Exercise prompt: Retype the data below, every word of it, exactly.

(Collected data)
⟨

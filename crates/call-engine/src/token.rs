//! # Media Call Tokens
//!
//! Once a call is accepted both parties join a real-time media channel, which
//! requires a short-lived token from the media provider. The provider is an
//! external service behind [`TokenIssuer`]; [`HmacTokenIssuer`] is the local
//! signer used when no provider is configured and in tests.
//!
//! [`CallTokenService`] caches one token per `(session, role)` for the token
//! TTL so that reconnecting clients get the same uid and channel.

use std::sync::Arc;
use std::time::Duration;

use async_trait::async_trait;
use base64::engine::general_purpose::URL_SAFE_NO_PAD;
use base64::Engine;
use chrono::{DateTime, Utc};
use hmac::{Hmac, Mac};
use rand::Rng;
use serde::{Deserialize, Serialize};
use sha2::Sha256;
use tracing::{debug, warn};

use crate::config::{KeyConfig, QueueConfig, TokenConfig, VoiceDeskConfig};
use crate::error::{CallEngineError, Result};
use crate::session::SessionState;
use crate::store::KeyedStore;

type HmacSha256 = Hmac<Sha256>;

pub const ROLE_CUSTOMER: &str = "CUSTOMER";
pub const ROLE_CONSULTANT: &str = "CONSULTANT";

/// Token material handed to a client
#[derive(Debug, Clone, PartialEq, Eq, Serialize, Deserialize)]
#[serde(rename_all = "camelCase")]
pub struct CallToken {
    pub app_id: String,
    pub channel: String,
    pub uid: u32,
    pub token: String,
    pub expires_at: DateTime<Utc>,
}

/// External media token provider
#[async_trait]
pub trait TokenIssuer: Send + Sync + 'static {
    fn app_id(&self) -> &str;

    async fn create_token(&self, channel: &str, uid: u32, expires_at: DateTime<Utc>) -> Result<String>;
}

/// Claims carried by an [`HmacTokenIssuer`] token
#[derive(Debug, Clone, PartialEq, Eq)]
pub struct TokenClaims {
    pub app_id: String,
    pub channel: String,
    pub uid: u32,
    /// Epoch seconds
    pub expires_at: i64,
}

/// Signs `app_id:channel:uid:expiry` with HMAC-SHA256.
///
/// Token form: `base64url(payload).base64url(signature)`.
pub struct HmacTokenIssuer {
    app_id: String,
    secret: Vec<u8>,
}

impl HmacTokenIssuer {
    pub fn new(app_id: impl Into<String>, secret: impl AsRef<[u8]>) -> Result<Self> {
        let secret = secret.as_ref().to_vec();
        if secret.is_empty() {
            return Err(CallEngineError::token("signing secret must not be empty"));
        }
        Ok(Self {
            app_id: app_id.into(),
            secret,
        })
    }

    pub fn from_config(config: &TokenConfig) -> Result<Self> {
        Self::new(config.app_id.clone(), config.signing_secret.as_bytes())
    }

    /// Check the signature and decode the claims. Expiry is not checked.
    pub fn verify(&self, token: &str) -> Result<TokenClaims> {
        let (payload_b64, sig_b64) = token
            .split_once('.')
            .ok_or_else(|| CallEngineError::token("malformed token"))?;
        let payload = URL_SAFE_NO_PAD
            .decode(payload_b64)
            .map_err(|e| CallEngineError::token(format!("bad payload encoding: {}", e)))?;
        let signature = URL_SAFE_NO_PAD
            .decode(sig_b64)
            .map_err(|e| CallEngineError::token(format!("bad signature encoding: {}", e)))?;

        self.mac()?
            .chain_update(&payload)
            .verify_slice(&signature)
            .map_err(|_| CallEngineError::token("signature mismatch"))?;

        let payload = String::from_utf8(payload).map_err(|_| CallEngineError::token("payload is not UTF-8"))?;
        // channel may itself contain ':'; app id, uid and expiry never do
        let mut head = payload.splitn(2, ':');
        let app_id = head.next().unwrap_or_default().to_string();
        let rest = head.next().ok_or_else(|| CallEngineError::token("truncated payload"))?;
        let mut tail = rest.rsplitn(3, ':');
        let expires_at = tail
            .next()
            .and_then(|v| v.parse().ok())
            .ok_or_else(|| CallEngineError::token("bad expiry"))?;
        let uid = tail
            .next()
            .and_then(|v| v.parse().ok())
            .ok_or_else(|| CallEngineError::token("bad uid"))?;
        let channel = tail.next().ok_or_else(|| CallEngineError::token("missing channel"))?.to_string();

        Ok(TokenClaims {
            app_id,
            channel,
            uid,
            expires_at,
        })
    }

    fn mac(&self) -> Result<HmacSha256> {
        HmacSha256::new_from_slice(&self.secret).map_err(|e| CallEngineError::token(e.to_string()))
    }
}

#[async_trait]
impl TokenIssuer for HmacTokenIssuer {
    fn app_id(&self) -> &str {
        &self.app_id
    }

    async fn create_token(&self, channel: &str, uid: u32, expires_at: DateTime<Utc>) -> Result<String> {
        let payload = format!("{}:{}:{}:{}", self.app_id, channel, uid, expires_at.timestamp());
        let signature = self.mac()?.chain_update(payload.as_bytes()).finalize().into_bytes();
        Ok(format!(
            "{}.{}",
            URL_SAFE_NO_PAD.encode(payload.as_bytes()),
            URL_SAFE_NO_PAD.encode(signature)
        ))
    }
}

/// Issues and caches media tokens for call participants
#[derive(Clone)]
pub struct CallTokenService {
    store: Arc<dyn KeyedStore>,
    sessions: SessionState,
    issuer: Arc<dyn TokenIssuer>,
    keys: KeyConfig,
    queue: QueueConfig,
    ttl: Duration,
}

impl CallTokenService {
    pub fn new(store: Arc<dyn KeyedStore>, issuer: Arc<dyn TokenIssuer>, config: &VoiceDeskConfig) -> Self {
        Self {
            sessions: SessionState::new(store.clone(), config.keys.clone()),
            store,
            issuer,
            keys: config.keys.clone(),
            queue: config.queue.clone(),
            ttl: config.ttl.token(),
        }
    }

    /// Token for `role` (default `CUSTOMER`) on the session's media channel.
    ///
    /// A cached token for the same session and role is returned as is. Cache
    /// failures are logged and never fail issuance.
    pub async fn issue(&self, session_id: &str, role: Option<&str>) -> Result<CallToken> {
        let session_id = session_id.trim();
        if session_id.is_empty() {
            return Err(CallEngineError::invalid_input("sessionId is required"));
        }
        let role = normalize_role(role);
        let cache_key = self.keys.token_cache_key(session_id, &role);

        match self.store.get(&cache_key).await {
            Ok(Some(cached)) if !cached.trim().is_empty() => match serde_json::from_str::<CallToken>(&cached) {
                Ok(token) => {
                    debug!(session_id, role = %role, "🎟️ Token cache hit");
                    return Ok(token);
                }
                Err(e) => warn!(key = %cache_key, error = %e, "⚠️ Cached token unreadable, reissuing"),
            },
            Ok(_) => {}
            Err(e) => warn!(key = %cache_key, error = %e, "⚠️ Token cache read failed"),
        }

        let channel = self
            .sessions
            .resolve_channel(session_id, self.queue.channel_for(session_id))
            .await;
        let uid = rand::thread_rng().gen_range(1..i32::MAX as u32);
        let lifetime = chrono::Duration::from_std(self.ttl)
            .map_err(|e| CallEngineError::token(format!("token ttl out of range: {}", e)))?;
        let expires_at = Utc::now() + lifetime;
        let token = self.issuer.create_token(&channel, uid, expires_at).await?;

        let issued = CallToken {
            app_id: self.issuer.app_id().to_string(),
            channel,
            uid,
            token,
            expires_at,
        };

        match serde_json::to_string(&issued) {
            Ok(json) => {
                if let Err(e) = self.store.set(&cache_key, &json, Some(self.ttl)).await {
                    warn!(key = %cache_key, error = %e, "⚠️ Token cache write failed");
                }
            }
            Err(e) => warn!(key = %cache_key, error = %e, "⚠️ Token encoding failed"),
        }

        debug!(session_id, role = %role, uid, "🎟️ Token issued");
        Ok(issued)
    }
}

fn normalize_role(role: Option<&str>) -> String {
    match role.map(str::trim).filter(|r| !r.is_empty()) {
        Some(role) => role.to_ascii_uppercase(),
        None => ROLE_CUSTOMER.to_string(),
    }
}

⟩

Exercise answer:
filename crates/call-engine/src/token.rs
//! # Media Call Tokens
//!
//! Once a call is accepted both parties join a real-time media channel, which
//! requires a short-lived token from the media provider. The provider is an
//! external service behind [`TokenIssuer`]; [`HmacTokenIssuer`] is the local
//! signer used when no provider is configured and in tests.
//!
//! [`CallTokenService`] caches one token per `(session, role)` for the token
//! TTL so that reconnecting clients get the same uid and channel.

use std::sync::Arc;
use std::time::Duration;

use async_trait::async_trait;
use base64::engine::general_purpose::URL_SAFE_NO_PAD;
use base64::Engine;
use chrono::{DateTime, Utc};
use hmac::{Hmac, Mac};
use rand::Rng;
use serde::{Deserialize, Serialize};
use sha2::Sha256;
use tracing::{debug, warn};

use crate::config::{KeyConfig, QueueConfig, TokenConfig, VoiceDeskConfig};
use crate::error::{CallEngineError, Result};
use crate::session::SessionState;
use crate::store::KeyedStore;

type HmacSha256 = Hmac<Sha256>;

pub const ROLE_CUSTOMER: &str = "CUSTOMER";
pub const ROLE_CONSULTANT: &str = "CONSULTANT";

/// Token material handed to a client
#[derive(Debug, Clone, PartialEq, Eq, Serialize, Deserialize)]
#[serde(rename_all = "camelCase")]
pub struct CallToken {
    pub app_id: String,
    pub channel: String,
    pub uid: u32,
    pub token: String,
    pub expires_at: DateTime<Utc>,
}

/// External media token provider
#[async_trait]
pub trait TokenIssuer: Send + Sync + 'static {
    fn app_id(&self) -> &str;

    async fn create_token(&self, channel: &str, uid: u32, expires_at: DateTime<Utc>) -> Result<String>;
}

/// Claims carried by an [`HmacTokenIssuer`] token
#[derive(Debug, Clone, PartialEq, Eq)]
pub struct TokenClaims {
    pub app_id: String,
    pub channel: String,
    pub uid: u32,
    /// Epoch seconds
    pub expires_at: i64,
}

/// Signs `app_id:channel:uid:expiry` with HMAC-SHA256.
///
/// Token form: `base64url(payload).base64url(signature)`.
pub struct HmacTokenIssuer {
    app_id: String,
    secret: Vec<u8>,
}

impl HmacTokenIssuer {
    pub fn new(app_id: impl Into<String>, secret: impl AsRef<[u8]>) -> Result<Self> {
        let secret = secret.as_ref().to_vec();
        if secret.is_empty() {
            return Err(CallEngineError::token("signing secret must not be empty"));
        }
        Ok(Self {
            app_id: app_id.into(),
            secret,
        })
    }

    pub fn from_config(config: &TokenConfig) -> Result<Self> {
        Self::new(config.app_id.clone(), config.signing_secret.as_bytes())
    }

    /// Check the signature and decode the claims. Expiry is not checked.
    pub fn verify(&self, token: &str) -> Result<TokenClaims> {
        let (payload_b64, sig_b64) = token
            .split_once('.')
            .ok_or_else(|| CallEngineError::token("malformed token"))?;
        let payload = URL_SAFE_NO_PAD
            .decode(payload_b64)
            .map_err(|e| CallEngineError::token(format!("bad payload encoding: {}", e)))?;
        let signature = URL_SAFE_NO_PAD
            .decode(sig_b64)
            .map_err(|e| CallEngineError::token(format!("bad signature encoding: {}", e)))?;

        self.mac()?
            .chain_update(&payload)
            .verify_slice(&signature)
            .map_err(|_| CallEngineError::token("signature mismatch"))?;

        let payload = String::from_utf8(payload).map_err(|_| CallEngineError::token("payload is not UTF-8"))?;
        // channel may itself contain ':'; app id, uid and expiry never do
        let mut head = payload.splitn(2, ':');
        let app_id = head.next().unwrap_or_default().to_string();
        let rest = head.next().ok_or_else(|| CallEngineError::token("truncated payload"))?;
        let mut tail = rest.rsplitn(3, ':');
        let expires_at = tail
            .next()
            .and_then(|v| v.parse().ok())
            .ok_or_else(|| CallEngineError::token("bad expiry"))?;
        let uid = tail
            .next()
            .and_then(|v| v.parse().ok())
            .ok_or_else(|| CallEngineError::token("bad uid"))?;
        let channel = tail.next().ok_or_else(|| CallEngineError::token("missing channel"))?.to_string();

        Ok(TokenClaims {
            app_id,
            channel,
            uid,
            expires_at,
        })
    }

    fn mac(&self) -> Result<HmacSha256> {
        HmacSha256::new_from_slice(&self.secret).map_err(|e| CallEngineError::token(e.to_string()))
    }
}

#[async_trait]
impl TokenIssuer for HmacTokenIssuer {
    fn app_id(&self) -> &str {
        &self.app_id
    }

    async fn create_token(&self, channel: &str, uid: u32, expires_at: DateTime<Utc>) -> Result<String> {
        let payload = format!("{}:{}:{}:{}", self.app_id, channel, uid, expires_at.timestamp());
        let signature = self.mac()?.chain_update(payload.as_bytes()).finalize().into_bytes();
        Ok(format!(
            "{}.{}",
            URL_SAFE_NO_PAD.encode(payload.as_bytes()),
            URL_SAFE_NO_PAD.encode(signature)
        ))
    }
}

/// Issues and caches media tokens for call participants
#[derive(Clone)]
pub struct CallTokenService {
    store: Arc<dyn KeyedStore>,
    sessions: SessionState,
    issuer: Arc<dyn TokenIssuer>,
    keys: KeyConfig,
    queue: QueueConfig,
    ttl: Duration,
}

impl CallTokenService {
    pub fn new(store: Arc<dyn KeyedStore>, issuer: Arc<dyn TokenIssuer>, config: &VoiceDeskConfig) -> Self {
        Self {
            sessions: SessionState::new(store.clone(), config.keys.clone()),
            store,
            issuer,
            keys: config.keys.clone(),
            queue: config.queue.clone(),
            ttl: config.ttl.token(),
        }
    }

    /// Token for `role` (default `CUSTOMER`) on the session's media channel.
    ///
    /// A cached token for the same session and role is returned as is. Cache
    /// failures are logged and never fail issuance.
    pub async fn issue(&self, session_id: &str, role: Option<&str>) -> Result<CallToken> {
        let session_id = session_id.trim();
        if session_id.is_empty() {
            return Err(CallEngineError::invalid_input("sessionId is required"));
        }
        let role = normalize_role(role);
        let cache_key = self.keys.token_cache_key(session_id, &role);

        match self.store.get(&cache_key).await {
            Ok(Some(cached)) if !cached.trim().is_empty() => match serde_json::from_str::<CallToken>(&cached) {
                Ok(token) => {
                    debug!(session_id, role = %role, "🎟️ Token cache hit");
                    return Ok(token);
                }
                Err(e) => warn!(key = %cache_key, error = %e, "⚠️ Cached token unreadable, reissuing"),
            },
            Ok(_) => {}
            Err(e) => warn!(key = %cache_key, error = %e, "⚠️ Token cache read failed"),
        }

        let channel = self
            .sessions
            .resolve_channel(session_id, self.queue.channel_for(session_id))
            .await;
        let uid = rand::thread_rng().gen_range(1..i32::MAX as u32);
        let lifetime = chrono::Duration::from_std(self.ttl)
            .map_err(|e| CallEngineError::token(format!("token ttl out of range: {}", e)))?;
        let expires_at = Utc::now() + lifetime;
        let token = self.issuer.create_token(&channel, uid, expires_at).await?;

        let issued = CallToken {
            app_id: self.issuer.app_id().to_string(),
            channel,
            uid,
            token,
            expires_at,
        };

        match serde_json::to_string(&issued) {
            Ok(json) => {
                if let Err(e) = self.store.set(&cache_key, &json, Some(self.ttl)).await {
                    warn!(key = %cache_key, error = %e, "⚠️ Token cache write failed");
                }
            }
            Err(e) => warn!(key = %cache_key, error = %e, "⚠️ Token encoding failed"),
        }

        debug!(session_id, role = %role, uid, "🎟️ Token issued");
        Ok(issued)
    }
}

fn normalize_role(role: Option<&str>) -> String {
    match role.map(str::trim).filter(|r| !r.is_empty()) {
        Some(role) => role.to_ascii_uppercase(),
        None => ROLE_CUSTOMER.to_string(),
    }
}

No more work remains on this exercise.